Komitmen dalam pemberdayaan UMKM, BRI kembali menggelar agenda bulanan Bazar Klaster Mantriku di Kantor Pusat BRI Jakarta pada Jumat (12/11). (Dok. BRI)
Meski aktivitas bisnis mengalami moderasi pada Q2-2026, prospek UMKM untuk kuartal III masih menunjukkan arah positif. Aktivitas bisnis di seluruh sektor diperkirakan tetap berada pada fase ekspansif, meski dengan laju yang lebih moderat.
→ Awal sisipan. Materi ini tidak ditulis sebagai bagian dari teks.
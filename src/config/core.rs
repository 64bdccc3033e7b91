use serde::{Deserialize, Serialize};

use crate::io::output::OutputFormat;

/// Root configuration structure for fibseq
#[derive(Debug, Clone, Serialize, Deserialize, Default, PartialEq, Eq)]
#[serde(deny_unknown_fields)]
pub struct FibseqConfig {
    /// Output configuration
    #[serde(default)]
    pub output: Option<OutputConfig>,
}

/// Defaults for the generate command
#[derive(Debug, Clone, Serialize, Deserialize, Default, PartialEq, Eq)]
#[serde(deny_unknown_fields)]
pub struct OutputConfig {
    /// Number of values to print when `--count` is not given
    #[serde(default)]
    pub count: Option<i64>,

    /// Output format when `--format` is not given
    #[serde(default)]
    pub format: Option<OutputFormat>,
}

impl FibseqConfig {
    pub fn default_count(&self) -> Option<i64> {
        self.output.as_ref().and_then(|o| o.count)
    }

    pub fn default_format(&self) -> Option<OutputFormat> {
        self.output.as_ref().and_then(|o| o.format)
    }
}
//! Fibonacci sequence generation.
//!
//! [`generate`] is a pure function: every call builds a fresh [`Sequence`]
//! and nothing is cached between calls.

use crate::errors::{Error, Result};
use serde::Serialize;
use std::fmt;

/// Largest count whose values all fit in a `u64`.
///
/// F(93) = 12200160415121876738 is the last Fibonacci number below 2^64,
/// so indices 0..=93 give 94 values.
pub const MAX_COUNT: usize = 94;

/// Count used by the command-line driver when none is given
pub const DEFAULT_COUNT: i64 = 10;

/// The leading values of the Fibonacci sequence, starting `0, 1`.
#[derive(Debug, Clone, Default, PartialEq, Eq, Hash, Serialize)]
#[serde(transparent)]
pub struct Sequence(Vec<u64>);

impl Sequence {
    pub fn len(&self) -> usize {
        self.0.len()
    }

    pub fn is_empty(&self) -> bool {
        self.0.is_empty()
    }

    pub fn as_slice(&self) -> &[u64] {
        &self.0
    }

    pub fn iter(&self) -> std::slice::Iter<'_, u64> {
        self.0.iter()
    }

    pub fn last(&self) -> Option<u64> {
        self.0.last().copied()
    }

    pub fn into_vec(self) -> Vec<u64> {
        self.0
    }

    /// Check the seed (`0`, then `1`) and that every later value is the sum
    /// of the two before it.
    pub fn follows_recurrence(&self) -> bool {
        let seed_ok = self.0.iter().zip([0u64, 1]).all(|(value, seed)| *value == seed);
        seed_ok
            && self
                .0
                .windows(3)
                .all(|w| w[0].checked_add(w[1]) == Some(w[2]))
    }

    /// Whether `self` is a leading slice of `other`
    pub fn is_prefix_of(&self, other: &Sequence) -> bool {
        other.0.starts_with(&self.0)
    }
}

impl fmt::Display for Sequence {
    fn fmt(&self, f: &mut fmt::Formatter<'_>) -> fmt::Result {
        write!(f, "{:?}", self.0)
    }
}

impl AsRef<[u64]> for Sequence {
    fn as_ref(&self) -> &[u64] {
        &self.0
    }
}

impl<'a> IntoIterator for &'a Sequence {
    type Item = &'a u64;
    type IntoIter = std::slice::Iter<'a, u64>;

    fn into_iter(self) -> Self::IntoIter {
        self.0.iter()
    }
}

impl PartialEq<[u64]> for Sequence {
    fn eq(&self, other: &[u64]) -> bool {
        self.0 == other
    }
}

impl<const N: usize> PartialEq<[u64; N]> for Sequence {
    fn eq(&self, other: &[u64; N]) -> bool {
        self.0 == other
    }
}

/// Generate the first `n` Fibonacci values.
///
/// Zero and negative counts give an empty sequence. Counts above
/// [`MAX_COUNT`] fail with [`Error::Overflow`] before anything is allocated.
pub fn generate(n: i64) -> Result<Sequence> {
    if n <= 0 {
        return Ok(Sequence::default());
    }
    if n == 1 {
        return Ok(Sequence(vec![0]));
    }

    let len = usize::try_from(n)
        .ok()
        .filter(|&len| len <= MAX_COUNT)
        .ok_or(Error::Overflow {
            requested: n,
            max: MAX_COUNT,
        })?;

    let mut values = Vec::with_capacity(len);
    values.extend([0u64, 1]);
    while values.len() < len {
        // Bounded by MAX_COUNT, so the sum stays below 2^64.
        let next = values[values.len() - 1] + values[values.len() - 2];
        values.push(next);
    }

    Ok(Sequence(values))
}
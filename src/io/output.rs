use crate::errors::Result;
use crate::sequence::Sequence;
use clap::ValueEnum;
use serde::{Deserialize, Serialize};
use std::io::Write;

#[derive(Debug, Clone, Copy, Default, PartialEq, Eq, ValueEnum, Serialize, Deserialize)]
#[serde(rename_all = "lowercase")]
pub enum OutputFormat {
    /// One human-readable line
    #[default]
    Text,
    /// A JSON object with the count and the values
    Json,
}

/// A generated sequence together with the count that was asked for
#[derive(Debug, Clone, PartialEq, Eq, Serialize)]
pub struct SequenceReport {
    pub count: i64,
    pub sequence: Sequence,
}

impl SequenceReport {
    pub fn new(count: i64, sequence: Sequence) -> Self {
        Self { count, sequence }
    }
}

pub trait OutputWriter {
    fn write_report(&mut self, report: &SequenceReport) -> Result<()>;
}

pub struct TextWriter<W: Write> {
    writer: W,
}

impl<W: Write> TextWriter<W> {
    pub fn new(writer: W) -> Self {
        Self { writer }
    }
}

impl<W: Write> OutputWriter for TextWriter<W> {
    fn write_report(&mut self, report: &SequenceReport) -> Result<()> {
        writeln!(
            self.writer,
            "Fibonacci sequence ({}): {}",
            report.count, report.sequence
        )?;
        self.writer.flush()?;
        Ok(())
    }
}

pub struct JsonWriter<W: Write> {
    writer: W,
}

impl<W: Write> JsonWriter<W> {
    pub fn new(writer: W) -> Self {
        Self { writer }
    }
}

impl<W: Write> OutputWriter for JsonWriter<W> {
    fn write_report(&mut self, report: &SequenceReport) -> Result<()> {
        serde_json::to_writer(&mut self.writer, report)?;
        writeln!(self.writer)?;
        self.writer.flush()?;
        Ok(())
    }
}

pub fn create_writer<'a, W: Write + 'a>(
    format: OutputFormat,
    writer: W,
) -> Box<dyn OutputWriter + 'a> {
    match format {
        OutputFormat::Text => Box::new(TextWriter::new(writer)),
        OutputFormat::Json => Box::new(JsonWriter::new(writer)),
    }
}

#[cfg(test)]
mod tests {
    use super::*;
    use crate::errors::Error;
    use crate::sequence::generate;
    use pretty_assertions::assert_eq;

    fn render(format: OutputFormat, count: i64) -> String {
        let report = SequenceReport::new(count, generate(count).unwrap());
        let mut buf = Vec::new();
        create_writer(format, &mut buf).write_report(&report).unwrap();
        String::from_utf8(buf).unwrap()
    }

    #[test]
    fn test_text_output_default_count() {
        assert_eq!(
            render(OutputFormat::Text, 10),
            "Fibonacci sequence (10): [0, 1, 1, 2, 3, 5, 8, 13, 21, 34]\n"
        );
    }

    #[test]
    fn test_text_output_keeps_negative_count() {
        assert_eq!(render(OutputFormat::Text, -3), "Fibonacci sequence (-3): []\n");
    }

    #[test]
    fn test_json_output() {
        assert_eq!(
            render(OutputFormat::Json, 5),
            "{\"count\":5,\"sequence\":[0,1,1,2,3]}\n"
        );
    }

    struct BrokenPipe;

    impl Write for BrokenPipe {
        fn write(&mut self, _buf: &[u8]) -> std::io::Result<usize> {
            Err(std::io::Error::new(std::io::ErrorKind::BrokenPipe, "closed"))
        }

        fn flush(&mut self) -> std::io::Result<()> {
            Ok(())
        }
    }

    #[test]
    fn test_text_write_failure_is_io_error() {
        let report = SequenceReport::new(3, generate(3).unwrap());
        let err = TextWriter::new(BrokenPipe).write_report(&report).unwrap_err();
        assert!(matches!(err, Error::Io(ref e) if e.kind() == std::io::ErrorKind::BrokenPipe));
    }

    #[test]
    fn test_json_write_failure_is_json_error() {
        let report = SequenceReport::new(3, generate(3).unwrap());
        let err = JsonWriter::new(BrokenPipe).write_report(&report).unwrap_err();
        assert!(matches!(err, Error::Json(ref e) if e.is_io()));
    }

    #[test]
    fn test_format_deserializes_lowercase() {
        let format: OutputFormat = serde_json::from_str("\"json\"").unwrap();
        assert_eq!(format, OutputFormat::Json);
        assert_eq!(OutputFormat::default(), OutputFormat::Text);
    }
}
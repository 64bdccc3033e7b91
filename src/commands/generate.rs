use crate::cli::GenerateArgs;
use crate::config::FibseqConfig;
use crate::io::output::{create_writer, OutputFormat, SequenceReport};
use crate::sequence::{generate, DEFAULT_COUNT};
use anyhow::{Context, Result};
use std::io::Write;
use tracing::{debug, info_span};

/// Fully resolved settings for one run of the generate command
#[derive(Debug, Clone, Copy, PartialEq, Eq)]
pub struct GenerateConfig {
    pub count: i64,
    pub format: OutputFormat,
}

impl Default for GenerateConfig {
    fn default() -> Self {
        Self {
            count: DEFAULT_COUNT,
            format: OutputFormat::default(),
        }
    }
}

impl GenerateConfig {
    /// Command-line flags win over the config file, which wins over built-in defaults
    pub fn resolve(args: &GenerateArgs, file: &FibseqConfig) -> Self {
        let defaults = Self::default();
        Self {
            count: args
                .count
                .or_else(|| file.default_count())
                .unwrap_or(defaults.count),
            format: args
                .format
                .or_else(|| file.default_format())
                .unwrap_or(defaults.format),
        }
    }
}

pub fn handle_generate<W: Write>(config: GenerateConfig, out: W) -> Result<()> {
    let _span = info_span!("generate", count = config.count).entered();

    let sequence = generate(config.count)
        .with_context(|| format!("Failed to generate sequence of {} values", config.count))?;
    debug!(len = sequence.len(), format = ?config.format, "generated sequence");

    let report = SequenceReport::new(config.count, sequence);
    create_writer(config.format, out)
        .write_report(&report)
        .context("Failed to write sequence")?;
    Ok(())
}
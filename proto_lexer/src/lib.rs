//! Lexical scanner for protocol schema source text
//!
//! ```
//! use proto_lexer::{lexical, TokenKind};
//!
//! let tokens = lexical::scan("syntax = \"proto3\";");
//! assert_eq!(tokens[0].kind, TokenKind::Syntax);
//! assert_eq!(tokens.len(), 6);
//! ```

pub mod config;
pub mod lexical;
#[macro_use]
pub mod logging;
pub mod tokens;

// Re-export key types for library consumers
pub use config::{ConfigError, LexicalPreferences, LoggingPreferences, RuntimeConfig};
pub use lexical::{
    create_scanner, scan, scan_contextual, scan_with, ContextualScanner, LexicalAnalyzer,
    LexicalMetrics, ScanStrategy, Scanner,
};
pub use tokens::{Token, TokenKind, TokenStream, TokenValue};
//! Per-scan output buffer shared by both scanners
//!
//! A sink lives for exactly one scan call. It owns the token vector and the
//! metrics for that call and does the scan-level logging.

use super::metrics::LexicalMetrics;
use super::ScanStrategy;
use crate::config::constants::compile_time::lexical::*;
use crate::config::runtime::LexicalPreferences;
use crate::logging::codes;
use crate::tokens::{Token, TokenKind};
use crate::{log_debug, log_success, log_warning};

pub(crate) struct TokenSink<'p> {
    tokens: Vec<Token>,
    metrics: LexicalMetrics,
    preferences: &'p LexicalPreferences,
    strategy: ScanStrategy,
}

impl<'p> TokenSink<'p> {
    pub(crate) fn new(
        source: &str,
        strategy: ScanStrategy,
        preferences: &'p LexicalPreferences,
    ) -> Self {
        log_debug!("Starting lexical analysis",
            "strategy" => strategy,
            "source_bytes" => source.len()
        );

        let capacity = (source.len() / BYTES_PER_TOKEN_ESTIMATE + 1).min(MAX_INITIAL_TOKEN_CAPACITY);
        Self {
            tokens: Vec::with_capacity(capacity),
            metrics: LexicalMetrics::default(),
            preferences,
            strategy,
        }
    }

    /// Append a token that started at byte `offset`
    pub(crate) fn push(&mut self, token: Token, offset: usize) {
        if token.kind == TokenKind::Unknown && self.preferences.log_unknown_tokens {
            log_debug!("Unknown token",
                offset = offset,
                "text" => log_text(token.text_value().unwrap_or_default()),
                "strategy" => self.strategy
            );
        }

        self.metrics.record_token(&token, self.preferences);
        self.tokens.push(token);
    }

    pub(crate) fn push_text(&mut self, kind: TokenKind, text: &str, offset: usize) {
        self.push(Token::text(kind, text), offset);
    }

    pub(crate) fn record_comment_length(&mut self, length: usize) {
        self.metrics.record_comment_length(length);
    }

    pub(crate) fn unterminated_comment(&mut self, offset: usize, text: &str) {
        self.metrics.record_unterminated_comment();
        log_warning!(codes::lexical::UNTERMINATED_COMMENT, "Block comment runs to end of input",
            offset = offset,
            "text" => log_text(text),
            "strategy" => self.strategy
        );
    }

    pub(crate) fn finish(self) -> (Vec<Token>, LexicalMetrics) {
        let ratio = self.metrics.unknown_ratio();
        if ratio > UNKNOWN_RATIO_WARNING_THRESHOLD {
            log_warning!(codes::lexical::UNKNOWN_TOKEN, "Most of the input was not recognized",
                "unknown_tokens" => self.metrics.unknown_tokens,
                "total_tokens" => self.metrics.total_tokens,
                "strategy" => self.strategy
            );
        }

        log_success!(codes::success::SCAN_COMPLETE, "Lexical analysis completed",
            "strategy" => self.strategy,
            "total_tokens" => self.metrics.total_tokens,
            "keyword_tokens" => self.metrics.keyword_tokens,
            "identifier_tokens" => self.metrics.identifier_tokens,
            "unknown_tokens" => self.metrics.unknown_tokens,
            "unterminated_comments" => self.metrics.unterminated_comments
        );

        (self.tokens, self.metrics)
    }
}

/// Bound token text copied into log events
pub(crate) fn log_text(text: &str) -> &str {
    match text.char_indices().nth(MAX_LOGGED_TOKEN_TEXT) {
        Some((end, _)) => &text[..end],
        None => text,
    }
}

#[cfg(test)]
mod tests {
    use super::*;

    #[test]
    fn test_log_text_is_bounded_on_char_boundaries() {
        let long = "é".repeat(MAX_LOGGED_TOKEN_TEXT * 2);
        assert_eq!(log_text(&long).chars().count(), MAX_LOGGED_TOKEN_TEXT);
        assert_eq!(log_text("short"), "short");
    }

    #[test]
    fn test_sink_collects_tokens_and_metrics() {
        let preferences = LexicalPreferences::default();
        let mut sink = TokenSink::new("a @", ScanStrategy::Builder, &preferences);
        sink.push_text(TokenKind::Identifier, "a", 0);
        sink.push(Token::unknown("@"), 2);

        let (tokens, metrics) = sink.finish();
        assert_eq!(tokens.len(), 2);
        assert_eq!(metrics.total_tokens, 2);
        assert_eq!(metrics.unknown_tokens, 1);
    }
}
//! Configuration module for the scanner
//!
//! Compile-time limits live in [`constants`]; user preferences that may be
//! changed per process live in [`runtime`] and are read from environment
//! variables or a TOML document.

pub mod constants;
pub mod runtime;

pub use constants::compile_time;
pub use runtime::{ConfigError, LexicalPreferences, LoggingPreferences, RuntimeConfig};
Sektor pertambangan dan konstruksi diperkirakan menjadi penopang seiring semakin banyaknya proyek pemerintah dan swasta yang bergulir.
Optimisme tersebut tercermin dari Indeks Ekspektasi Sentimen Bisnis Pelaku UMKM untuk Q3-2026 yang mencapai 120,2. Level indeks yang berada cukup jauh di atas 100 menunjukkan optimisme terhadap prospek ekonomi, sektor usaha, dan perkembangan bisnis dalam tiga bulan mendatang. Optimisme juga terlihat pada mayoritas sektor usaha. Indeks sentimen bisnis sektor konstruksi naik 7,4 poin menjadi 110,8, sedangkan sektor pertambangan meningkat 1,6 poin menjadi 108,3.
Penguatan kedua sektor tersebut terutama didorong bergulirnya proyek pemerintah dan swasta, peningkatan permintaan pasir, batu, dan galian untuk bangunan, serta kondisi cuaca yang kondusif.
“Prospek bisnis UMKM pada Q3-2026 diperkirakan tetap berada pada fase ekspansif, meskipun lebih moderat, terutama ditopang oleh peningkatan proyek pemerintah dan swasta yang akan memberikan spillover effect terhadap sektor lainnya serta perekonomian yang tetap tumbuh. Di sisi lain, pelemahan daya beli dan El Nino menjadi faktor risiko yang perlu dicermati, khususnya bagi sektor pertanian,” ujar Hery.
Aktivitas investasi UMKM juga masih tumbuh dengan indeks berada di atas 100. Hal tersebut menunjukkan pelaku UMKM masih memiliki keyakinan terhadap prospek ekonomi dan keberlanjutan usahanya di tengah moderasi aktivitas bisnis.